The flavor resembles celery, but celeriac is earthier and nuttier. You could compare the flavor to parsley, while the texture is somewhere between a potato and a turnip. Once the knobby outer skin is cut off, you can enjoy celeriac raw, roasted, stewed or mashed, among other preparations.

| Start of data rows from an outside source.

//! Memory map info table

use super::{InfoTable, TableWriter};

#[repr(u32)]
#[derive(Clone, Copy, Debug, PartialEq, Eq)]
pub enum MemoryKind {
    Normal,
    Device,
    Reserved,
    NotPopulated,
    Invalid,
}

#[repr(C)]
#[derive(Clone, Copy, Debug, Default, PartialEq, Eq)]
pub struct MemoryInfoHeader {
    pub dram_base: u64,
    pub dram_size: u64,
}

#[repr(C)]
#[derive(Clone, Copy, Debug, PartialEq, Eq)]
pub struct MemoryRegion {
    pub kind: MemoryKind,
    pub phys_addr: u64,
    pub virt_addr: u64,
    pub size: u64,
    pub flags: u64,
}

impl MemoryRegion {
    pub fn contains(&self, addr: u64) -> bool {
        addr >= self.phys_addr && addr - self.phys_addr < self.size
    }
}

pub type MemoryTable = InfoTable<MemoryInfoHeader, MemoryRegion>;
pub type MemoryWriter<'a> = TableWriter<'a, MemoryInfoHeader, MemoryRegion>;

impl MemoryTable {
    /// Address and flags of the `instance`-th region of `kind`.
    pub fn get_addr(&self, kind: MemoryKind, instance: usize) -> Option<(u64, u64)> {
        self.entries()
            .iter()
            .filter(|region| region.kind == kind)
            .nth(instance)
            .map(|region| (region.phys_addr, region.flags))
    }

    /// Kind and flags of the region holding `addr`; `Invalid` when no
    /// region covers it.
    pub fn get_info(&self, addr: u64) -> (MemoryKind, u64) {
        self.entries()
            .iter()
            .find(|region| region.contains(addr))
            .map_or((MemoryKind::Invalid, 0), |region| (region.kind, region.flags))
    }
}
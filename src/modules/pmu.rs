//! PMU checks

use crate::arch::aarch64::defs::PMCR_N;
use crate::coordinator::PeEnv;
use crate::info::pmu::PmuNode;
use crate::status::AvsStatus;
use crate::sysreg::{field, PeFeature, RegId};
use crate::test_case::TestCase;

const BASE: u32 = 1300;

const MIN_PE_COUNTERS: u64 = 4;

pub const TESTS: &[TestCase] = &[
    TestCase::new(BASE + 1, "Check PMU version                   ", "PMU_PE_01", version).on_all_pes(),
    TestCase::new(BASE + 2, "Check number of PMU counters        ", "PMU_PE_02", counters).on_all_pes(),
    TestCase::new(BASE + 3, "Check memory controller PMU         ", "PMU_MEM_1", memory_pmu),
];

fn version(env: &PeEnv<'_>) {
    match env.feat_check(PeFeature::Pmu) {
        AvsStatus::Pass => env.pass(1),
        _ => env.fail(1),
    }
}

fn counters(env: &PeEnv<'_>) {
    let n = field(env.reg_read(RegId::PmcrEl0), PMCR_N);
    if n >= MIN_PE_COUNTERS {
        env.pass(1);
    } else {
        log::error!("PE {}: {} PMU counters, {} required", env.index, n, MIN_PE_COUNTERS);
        env.fail(1);
    }
}

fn memory_pmu(env: &PeEnv<'_>) {
    if env.tables().pmu().of_node(PmuNode::MemoryController).next().is_some() {
        env.pass(1);
    } else {
        log::error!("no system PMU for a memory controller");
        env.fail(1);
    }
}
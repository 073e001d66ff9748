//! Generic watchdog info table

use bitflags::bitflags;

use super::{InfoTable, TableWriter};

bitflags! {
    #[derive(Clone, Copy, Debug, Default, PartialEq, Eq)]
    pub struct WdFlags: u32 {
        const EDGE = 1 << 0;
        const ACTIVE_LOW = 1 << 1;
        const SECURE = 1 << 2;
    }
}

#[repr(C)]
#[derive(Clone, Copy, Debug, PartialEq, Eq)]
pub struct WdInfoEntry {
    pub ctrl_base: u64,
    pub refresh_base: u64,
    pub gsiv: u32,
    pub flags: WdFlags,
}

impl WdInfoEntry {
    pub fn is_secure(&self) -> bool {
        self.flags.contains(WdFlags::SECURE)
    }

    pub fn is_edge(&self) -> bool {
        self.flags.contains(WdFlags::EDGE)
    }
}

pub type WatchdogTable = InfoTable<(), WdInfoEntry>;
pub type WatchdogWriter<'a> = TableWriter<'a, (), WdInfoEntry>;

impl WatchdogTable {
    pub fn non_secure(&self) -> impl Iterator<Item = (usize, &WdInfoEntry)> + '_ {
        self.entries()
            .iter()
            .enumerate()
            .filter(|(_, wd)| !wd.is_secure())
    }
}
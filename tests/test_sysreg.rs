mod common;

use common::{config, Arena, FakeHw};
use sbsa_acs::arch::aarch64::sysreg::PhysReg;
use sbsa_acs::coordinator::PeEnv;
use sbsa_acs::error::AvsError;
use sbsa_acs::status::{AvsStatus, StatusRegistry, TestState, REASON_BAD_REGISTER};
use sbsa_acs::suite::Runtime;
use sbsa_acs::sysreg::{self, PeFeature, RegId};

#[test]
fn mair_follows_current_el() {
    let hw = FakeHw::new();
    hw.set_phys(PhysReg::MairEl1, 0x44);
    assert_eq!(sysreg::read(&hw, RegId::MairElx), Ok(0xFF));

    hw.set_el(1);
    assert_eq!(sysreg::read(&hw, RegId::MairElx), Ok(0x44));

    hw.set_el(3);
    assert_eq!(sysreg::read(&hw, RegId::MairElx), Err(AvsError::UnsupportedEl(3)));
    assert_eq!(sysreg::read(&hw, RegId::TcrElx), Err(AvsError::UnsupportedEl(3)));
}

#[test]
fn access_direction_is_enforced() {
    let hw = FakeHw::new();
    assert_eq!(
        sysreg::write(&hw, RegId::MidrEl1, 1),
        Err(AvsError::RegisterAccess(RegId::MidrEl1))
    );
    assert_eq!(
        sysreg::read(&hw, RegId::PmovsclrEl0),
        Err(AvsError::RegisterAccess(RegId::PmovsclrEl0))
    );
    assert_eq!(sysreg::write(&hw, RegId::PmcrEl0, 0x41), Ok(()));
    assert_eq!(sysreg::read(&hw, RegId::PmcrEl0), Ok(0x41));
}

#[test]
fn el_queries() {
    let hw = FakeHw::new();
    assert_eq!(sysreg::current_el(&hw), Ok(2));
    assert_eq!(sysreg::is_el2_enabled(&hw), Ok(true));
    assert_eq!(sysreg::is_el3_enabled(&hw), Ok(true));

    hw.set_reg(RegId::IdAa64pfr0El1, 0x0011);
    assert_eq!(sysreg::is_el2_enabled(&hw), Ok(false));
    assert_eq!(sysreg::is_el3_enabled(&hw), Ok(false));
}

#[test]
fn tcr_el1_layout_for_ttbr1() {
    let hw = FakeHw::new();
    hw.set_el(1);
    // TG1 = 2 (4KB), SH1 = 3, T1SZ = 16, IPS = 5
    let tcr = (2u64 << 30) | (3 << 28) | (16 << 16) | (5 << 32) | 25;
    hw.set_phys(PhysReg::TcrEl1, tcr);

    let fields = sysreg::read_tcr(&hw, true).unwrap();
    assert_eq!(fields.tg, 2);
    assert_eq!(fields.granule_shift, 12);
    assert_eq!(fields.sh, 3);
    assert_eq!(fields.tsz, 16);
    assert_eq!(fields.ps, 5);

    let ttbr0 = sysreg::read_tcr(&hw, false).unwrap();
    assert_eq!(ttbr0.tsz, 25);
    assert_eq!(ttbr0.granule_shift, 12);
}

#[test]
fn tcr_el2_without_e2h_has_no_ttbr1() {
    let hw = FakeHw::new();
    // TG0 = 1 (64KB), PS = 2
    hw.set_phys(PhysReg::TcrEl2, (1 << 14) | (2 << 16));
    assert_eq!(sysreg::read_tcr(&hw, true), Err(AvsError::Ttbr1Unsupported));

    let fields = sysreg::read_tcr(&hw, false).unwrap();
    assert_eq!(fields.granule_shift, 16);
    assert_eq!(fields.ps, 2);

    // With E2H, EL2 uses the EL1 layout and TTBR1 exists
    hw.set_phys(PhysReg::HcrEl2, 1 << 34);
    hw.set_phys(PhysReg::TcrEl2, (3u64 << 30) | (4 << 32));
    let fields = sysreg::read_tcr(&hw, true).unwrap();
    assert_eq!(fields.granule_shift, 16);
    assert_eq!(fields.ps, 4);
}

#[test]
fn reserved_granules_are_rejected() {
    let hw = FakeHw::new();
    hw.set_phys(PhysReg::TcrEl2, 3 << 14);
    assert_eq!(sysreg::read_tcr(&hw, false), Err(AvsError::ReservedGranule(3)));

    hw.set_el(1);
    hw.set_phys(PhysReg::TcrEl1, 0);
    assert_eq!(sysreg::read_tcr(&hw, true), Err(AvsError::ReservedGranule(0)));
}

#[test]
fn ttbr_by_el() {
    let hw = FakeHw::new();
    assert_eq!(sysreg::read_ttbr(&hw, false), Ok(0x8100_0000));
    assert_eq!(sysreg::read_ttbr(&hw, true), Err(AvsError::TtbrUnavailable { ttbr1: true }));

    hw.set_el(1);
    hw.set_phys(PhysReg::Ttbr1El1, 0x4000);
    assert_eq!(sysreg::read_ttbr(&hw, true), Ok(0x4000));
}

#[test]
fn feature_checks() {
    let hw = FakeHw::new();
    assert_eq!(sysreg::feat_check(&hw, PeFeature::Pmu), AvsStatus::Pass);
    assert_eq!(sysreg::feat_check(&hw, PeFeature::Ras), AvsStatus::Fail);
    assert_eq!(sysreg::feat_check(&hw, PeFeature::Mpam), AvsStatus::Fail);

    hw.set_reg(RegId::IdAa64pfr0El1, 0x1000_1111);
    assert_eq!(sysreg::feat_check(&hw, PeFeature::Ras), AvsStatus::Pass);

    // MPAM v0.1 is only visible in the fraction field
    hw.set_reg(RegId::IdAa64pfr1El1, 1 << 16);
    assert_eq!(sysreg::feat_check(&hw, PeFeature::Mpam), AvsStatus::Pass);

    // IMPLEMENTATION DEFINED PMU does not count
    hw.set_reg(RegId::IdAa64dfr0El1, 0xF00);
    assert_eq!(sysreg::feat_check(&hw, PeFeature::Pmu), AvsStatus::Fail);
}

#[test]
fn failed_access_records_bad_register_and_reads_zero() {
    let hw = FakeHw::new();
    let mut arena = Arena::new(0x1_0000);
    let tables = arena.tables();
    let registry = StatusRegistry::new();
    let config = config(4);
    let rt = Runtime {
        config: &config,
        tables: &tables,
        registry: &registry,
        hw: &hw,
    };

    assert_eq!(rt.reg_read(0, 12, RegId::ErridrEl1), 0);
    let slot = registry.get_status(0);
    assert_eq!(slot.state(), Some(TestState::Fail));
    assert_eq!((slot.level(), slot.test_num(), slot.reason()), (4, 12, REASON_BAD_REGISTER));

    rt.reg_write(1, 12, RegId::SctlrEl1, 0);
    assert_eq!(registry.get_status(1).reason(), REASON_BAD_REGISTER);

    assert_eq!(rt.feat_check(PeFeature::Pmu as u32), AvsStatus::Pass);
    assert_eq!(rt.feat_check(99), AvsStatus::Fail);
}

#[test]
fn a_register_failure_survives_a_later_pass() {
    let hw = FakeHw::new();
    let mut arena = Arena::new(0x1_0000);
    let tables = arena.tables();
    let registry = StatusRegistry::new();
    let config = config(4);
    let rt = Runtime {
        config: &config,
        tables: &tables,
        registry: &registry,
        hw: &hw,
    };
    let env = PeEnv {
        index: 0,
        test_num: 3,
        arg: 0,
        rt: &rt,
    };

    env.reg_read(RegId::LoridEl1);
    env.pass(1);
    let slot = registry.get_status(0);
    assert_eq!(slot.state(), Some(TestState::Fail));
    assert_eq!(slot.reason(), REASON_BAD_REGISTER);

    // A new test starts from a clean verdict
    let next = PeEnv { test_num: 4, ..env };
    next.pass(1);
    assert_eq!(registry.get_status(0).state(), Some(TestState::Pass));
}

#[test]
fn unknown_register_id_reads_zero_and_fails() {
    let hw = FakeHw::new();
    let mut arena = Arena::new(0x1_0000);
    let tables = arena.tables();
    let registry = StatusRegistry::new();
    let config = config(4);
    let rt = Runtime {
        config: &config,
        tables: &tables,
        registry: &registry,
        hw: &hw,
    };
    let env = PeEnv {
        index: 2,
        test_num: 7,
        arg: 0,
        rt: &rt,
    };

    assert_eq!(env.reg_read_raw(RegId::MpidrEl1 as u32), 0x8000_0000);
    assert_eq!(registry.get_status(2).state(), None);

    assert_eq!(env.reg_read_raw(0x999), 0);
    let slot = registry.get_status(2);
    assert_eq!(slot.state(), Some(TestState::Fail));
    assert_eq!((slot.test_num(), slot.reason()), (7, REASON_BAD_REGISTER));
}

Don’t let the strange appearance deter you the next time you stumble across this versatile yet under-appreciated vegetable. It deserves a spot on your winter table.

Selecting:

Choose a celeriac that is heavy when lifted; the outer skin should be firm and dry, not slimy. It doesn’t matter whether the green shoots are attached.

Storing:

If the celeriac has green shoots, trim them off and use in stocks or chop and sprinkle on salads. Store unwashed and unpeeled celeriac in the crisper drawer of your refrigerator for 1 or 2 months. Stored too long, celeriac will dry out and its center will become hollow and rotten. It will feel soft when this happens. To prevent celeriac from drying out and discoloring, only wash and peel it when you are ready to use it.

Pairing:

Allspice, almonds, apples, asparagus, bacon, basil, beans, beef, beets, black pepper, bread, butter, cabbage, capers, carrots, cashews, cauliflower, cheese, chicken, cilantro, cinnamon, coconut, corn, cream, crème fraîche, dates, dill, eggs, fennel, fish, garlic, ginger, grapes, honey, jalapeños, kale, lamb, lemon, lentils, lime, maple syrup, milk, mushrooms, mustard, nutmeg, olive oil, onions, parsley, peanuts, pears, pecans, peppers, pork, potatoes, raisins, rice, rosemary, salt, sausage, sesame, soy sauce, spinach, squash, sweet potatoes, thyme, tomatoes, vinegar, walnuts, wine, Worcestershire, yogurt.